Dayanak alamamaktan yakınan ve ödemeler nedeniyle yerini kapatmak zorunda kaldığını belirten bir öbür işletmeci İnanç Al ise kahırlarını şu halde lisana getirdi:
“Ruhsatlarımızda bar ibaresi geçtiği için uzun mühlet açılamadık. Eylül ayında ruhsat değişikliğine gidildi. Tali faaliyetimize lokanta ibaresini eklettirdik, tekrar olmadı. Yeni bir genelge ile kapatıldık. Alkollü kafeterya ruhsatına başvurup onu aldık. Bu sefer de Kasım ayındaki genelge ile yeniden kapatıldık. Aslında faaliyetimiz lokanta ve restorandaki ile birebir. Birebir hizmeti veriyoruz. 11 ayda 2 ay açık kalabildik. Bu da işe yaramadı. Mülk sahiplerinin birçok kira dayanağı konusunda toleranslı olmadı. Stopajımız, kiramız, elektrik, su, başka vergi kalemleri hepsi devam ediyor. En sonunda dayanamayıp işletmemi kapatmak zorunda kaldım. Bu kararların kalabalıkla bir alakası yok. Bizim bölümü bitirme çabasındalar üzere. Kongreler devam ederken, otellerde cümbüşler devam ederken, bu kararın pandemiyle alakalı olmadığını gördük.”

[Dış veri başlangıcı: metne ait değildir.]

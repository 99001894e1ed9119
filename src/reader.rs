//! Offset-seeking binary reads over an open file handle.
//!
//! Two access patterns are needed: a bounded read of a byte range (hex dumps,
//! header probes) and EOF-tolerant exact reads used during header candidate
//! evaluation. Whole-file streaming lives in the checksum module.

use std::io::{self, Read, Seek, SeekFrom};

/// Reads up to `limit` bytes starting at `offset`, or everything to EOF when
/// `limit` is `None`. A short read past the end of the file is not an error;
/// the returned buffer is simply shorter than requested.
pub fn read_range<R: Read + Seek>(
    reader: &mut R,
    offset: u64,
    limit: Option<u64>,
) -> io::Result<Vec<u8>> {
    reader.seek(SeekFrom::Start(offset))?;
    let mut data = Vec::new();
    match limit {
        Some(n) => {
            reader.by_ref().take(n).read_to_end(&mut data)?;
        }
        None => {
            reader.read_to_end(&mut data)?;
        }
    }
    Ok(data)
}

/// Fills `buf` with bytes starting at `offset`. Returns `false` when EOF is
/// reached before the buffer is full (the contents of `buf` are then
/// unspecified), `true` when the read completed.
pub fn read_exact_at<R: Read + Seek>(
    reader: &mut R,
    offset: u64,
    buf: &mut [u8],
) -> io::Result<bool> {
    reader.seek(SeekFrom::Start(offset))?;
    let mut filled = 0;
    while filled < buf.len() {
        let n = reader.read(&mut buf[filled..])?;
        if n == 0 {
            return Ok(false);
        }
        filled += n;
    }
    Ok(true)
}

“BAHŞİŞ OLMAYINCA EKMEK YOK!”
Yalnızca işletmecilerin değil çalışanların da süreçten olumsuz etkilendiğini söyleyen Küçükpark’taki bir kafenin işçisi Mevlüt Ölçer de şunları söyledi:
“Mart ayının 15’inde dükkanlar kapatıldı. 3 ay kadar kapalı kaldık. Çalışanlardan kimileri para kazanamadıkları için ayrılmak zorunda kaldı. Bizim kesimde bahşiş diye bir şey var. Müşteri gelmeyince işçi de bahşiş kazanamıyor. İşletme sahibi bize dayanak olmaya çalıştı fakat onun da gücü kalmadı artık. Paket servis yapmaya çalışıyoruz lakin ziyanına oluyor. Nerelerin açık olduğunu ve cümbüş hayatının devam ettiğini görüyoruz. Otellerin, otoban kenarındaki yeme içme yerlerinin, devlete ilişkin lokallerin açık olduğunu gördük. Fakat bize gelince her yer kapalı oldu.”